Pablo estava bastante abatido, magro, com olheiras profundas e com o braço imobilizado. Atila continuava como sempre, muito bem apresentável, charmoso e gentil. Assim que me viu, veio me cumprimentar e a Melissa.

— Elisa, como você está? E Melissa? — perguntou, afagando meu ombro e depois acariciando a cabeça de Melissa, que ficou lhe observando com atenção.

— Estamos bem. E você, como tem passado? — perguntei, sorrindo.

— Estou bem. Estou cuidando do meu filho teimoso.

Olhei para Pablo, que se aproximou de nós.

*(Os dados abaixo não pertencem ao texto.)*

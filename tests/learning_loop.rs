//! End-to-end learning loop over an isolated data directory:
//! execute three tasks, reflect, apply the extracted pattern, check stats.

use std::collections::BTreeMap;

use seldon::assistant::{Assistant, ScriptedAssistant};
use seldon::config::ExtractionConfig;
use seldon::ledger::{ExecutionLedger, Outcome};
use seldon::patterns::{PatternExtractor, PatternKind, PatternStatus, PatternStore};
use seldon::prompt::PromptEvolution;
use seldon::stats::{StatsAggregator, StatsWindow};
use seldon::terms::TerminologyDictionary;
use tempfile::TempDir;

fn failure(sig: &str) -> Outcome {
    Outcome::Failure {
        error_signature: sig.to_string(),
    }
}

#[tokio::test]
async fn full_loop_from_execution_to_evolved_prompt() {
    let dir = TempDir::new().unwrap();
    let base = dir.path().to_path_buf();

    let mut ledger = ExecutionLedger::with_dir(base.clone()).unwrap();
    let patterns = PatternStore::with_dir(base.clone()).unwrap();
    let evolution = PromptEvolution::with_dir(base.clone()).unwrap();
    let root = evolution.init().unwrap();

    // Three executions: two identical failures, one success
    let assistant = ScriptedAssistant::from_outcomes(vec![
        failure("timeout"),
        failure("timeout"),
        Outcome::Success,
    ]);
    for task in ["add retry", "add retry again", "add logging"] {
        let result = assistant.run(&root.text, task).await.unwrap();
        ledger
            .append(task, root.version_id, result.outcome, &result.raw_output)
            .unwrap();
    }

    // Reflect with minimum support 2
    let config = ExtractionConfig {
        min_support: 2,
        ..Default::default()
    };
    let extractor = PatternExtractor::new(config, BTreeMap::new());
    let slice = ledger.read_since(patterns.checkpoint().unwrap()).unwrap();
    let extracted = extractor.extract(&slice);
    let stored = patterns.absorb(extracted, 3).unwrap();

    assert_eq!(stored.len(), 1);
    let candidate = &stored[0];
    assert_eq!(candidate.kind, PatternKind::Failure);
    assert_eq!(candidate.signature, "timeout");
    assert_eq!(candidate.occurrence_count, 2);
    assert!((candidate.confidence - 2.0 / 3.0).abs() < 1e-9);

    // Apply the pattern: new version, parent links, pattern marked applied
    let draft = evolution
        .propose(std::slice::from_ref(candidate), false)
        .unwrap();
    let version = evolution.commit(draft).unwrap();
    patterns.mark_applied(&version.applied_patterns).unwrap();

    assert_eq!(version.parent_version_id, Some(root.version_id));
    assert!(version.applied_patterns.contains(&candidate.id));
    assert_eq!(evolution.current_id().unwrap(), version.version_id);
    assert_eq!(
        patterns.get(candidate.id).unwrap().unwrap().status,
        PatternStatus::Applied
    );

    // Subsequent executions bind to the new version
    let next = ledger
        .append("next task", evolution.current_id().unwrap(), Outcome::Success, "")
        .unwrap();
    assert_eq!(next.prompt_version, version.version_id);

    // Stats over the original three records
    let records = ledger.read().unwrap();
    let report = StatsAggregator::report(&records[..3], &StatsWindow::all());
    assert_eq!(report.total, 3);
    assert!((report.success_rate - 1.0 / 3.0).abs() < 1e-9);
    assert_eq!(report.failures_by_signature, vec![("timeout".to_string(), 2)]);

    // The applied pattern's effectiveness covers only the post-apply run
    let applied = patterns.get(candidate.id).unwrap().unwrap();
    let effectiveness = StatsAggregator::pattern_effectiveness(
        &records,
        &applied,
        &evolution.versions().unwrap(),
    );
    assert_eq!(effectiveness.total, 1);
    assert_eq!(effectiveness.success_rate, 1.0);
}

#[test]
fn reflect_checkpoint_keeps_runs_disjoint() {
    let dir = TempDir::new().unwrap();
    let base = dir.path().to_path_buf();

    let mut ledger = ExecutionLedger::with_dir(base.clone()).unwrap();
    let patterns = PatternStore::with_dir(base).unwrap();
    let extractor = PatternExtractor::new(ExtractionConfig::default(), BTreeMap::new());

    for _ in 0..2 {
        ledger.append("t", 1, failure("missing await"), "").unwrap();
    }
    let first_slice = ledger.read_since(patterns.checkpoint().unwrap()).unwrap();
    patterns
        .absorb(extractor.extract(&first_slice), 2)
        .unwrap();

    // No new records: the next reflect sees an empty slice
    let second_slice = ledger.read_since(patterns.checkpoint().unwrap()).unwrap();
    assert!(second_slice.is_empty());

    // More evidence accumulates into the same candidate
    for _ in 0..2 {
        ledger.append("t", 1, failure("missing await"), "").unwrap();
    }
    let third_slice = ledger.read_since(patterns.checkpoint().unwrap()).unwrap();
    let stored = patterns.absorb(extractor.extract(&third_slice), 4).unwrap();
    assert_eq!(stored.len(), 1);
    assert_eq!(stored[0].occurrence_count, 4);
}

#[test]
fn dictionary_normalization_flows_into_extraction() {
    let dir = TempDir::new().unwrap();
    let base = dir.path().to_path_buf();

    let mut ledger = ExecutionLedger::with_dir(base.clone()).unwrap();
    let dictionary = TerminologyDictionary::with_dir(base).unwrap();
    dictionary
        .record("the flaky thing", "integration test suite", None)
        .unwrap();

    ledger
        .append("run tests", 1, failure("the flaky thing timed out"), "")
        .unwrap();
    ledger
        .append("run tests", 1, failure("integration test suite timed out"), "")
        .unwrap();

    let terms = dictionary
        .current_entries()
        .unwrap()
        .into_iter()
        .map(|e| (e.term, e.canonical_meaning))
        .collect();
    let extractor = PatternExtractor::new(ExtractionConfig::default(), terms);
    let extracted = extractor.extract(&ledger.read().unwrap());

    assert_eq!(extracted.len(), 1);
    assert_eq!(extracted[0].signature, "integration test suite timed out");
    assert_eq!(extracted[0].occurrence_count, 2);
}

— Eu não sou teimoso, papai.

— Oi, Pablo, como você está? E o braço?

— Vou levando devagar. O braço está se recuperando, mas sinto muita dor.

— Isso acontece por teimosia. Você quer ficar fazendo tudo, em vez de me deixar cuidar de você — reclamou Atila.

— Sabe, Elisa, meu pai não entende que eu vivia sozinho, então gosto de cuidar das minhas coisas. E é difícil para mim deixar outros fazerem por mim.

— Filho, eu entendo isso. Mas nesse momento você está impossibilitado e precisa de ajuda. Ele fica querendo fazer tudo, em vez de fazer repouso. Elisa — contou Atila.

Eu me senti no meio de uma batalha, sem saber o que falar, pois não queria me envolver nessa convivência deles. São pai e filho que se entendam sozinhos, sem me envolver.

— É, eu sinto em ter que deixá-los, mas preciso preparar a mamadeira da Melissa. — comentei, mudando de assunto.

— Claro, desculpe te atrapalhar — comentou Pablo.

— Que isso, não atrapalha. Fiquem à vontade. Já conhecem a casa.

— Quer ajuda? — perguntou Atila, como sempre querendo ajudar.

— Não, o senhor está de licença, não vai trabalhar. Pode deixar que vou fazer. E vocês vieram visitar o Victor. Ele está no quarto ao lado do escritório dele. — Falei e indiquei com a cabeça na direção do escritório.

— Papai sempre querendo ajudar. Vou indo então falar com Victor. Foi bom te ver, Elisa, e a Melissa também — disse Pablo, sorrindo, mas a alegria nem chegou ao seu olhar. Foi um sorriso sem vida. Seu estado me preocupou.

— Filho, pode ir na frente se encontrar com Victor. Sei que tem assunto a tratar. Vou depois que terminarem a conversa.

— Tem certeza, papai?

— Sim, vou fazer companhia a Elisa e colocar a conversa em dia.

— Está bem, então. Tenho mesmo que tratar de alguns assuntos sérios com Victor.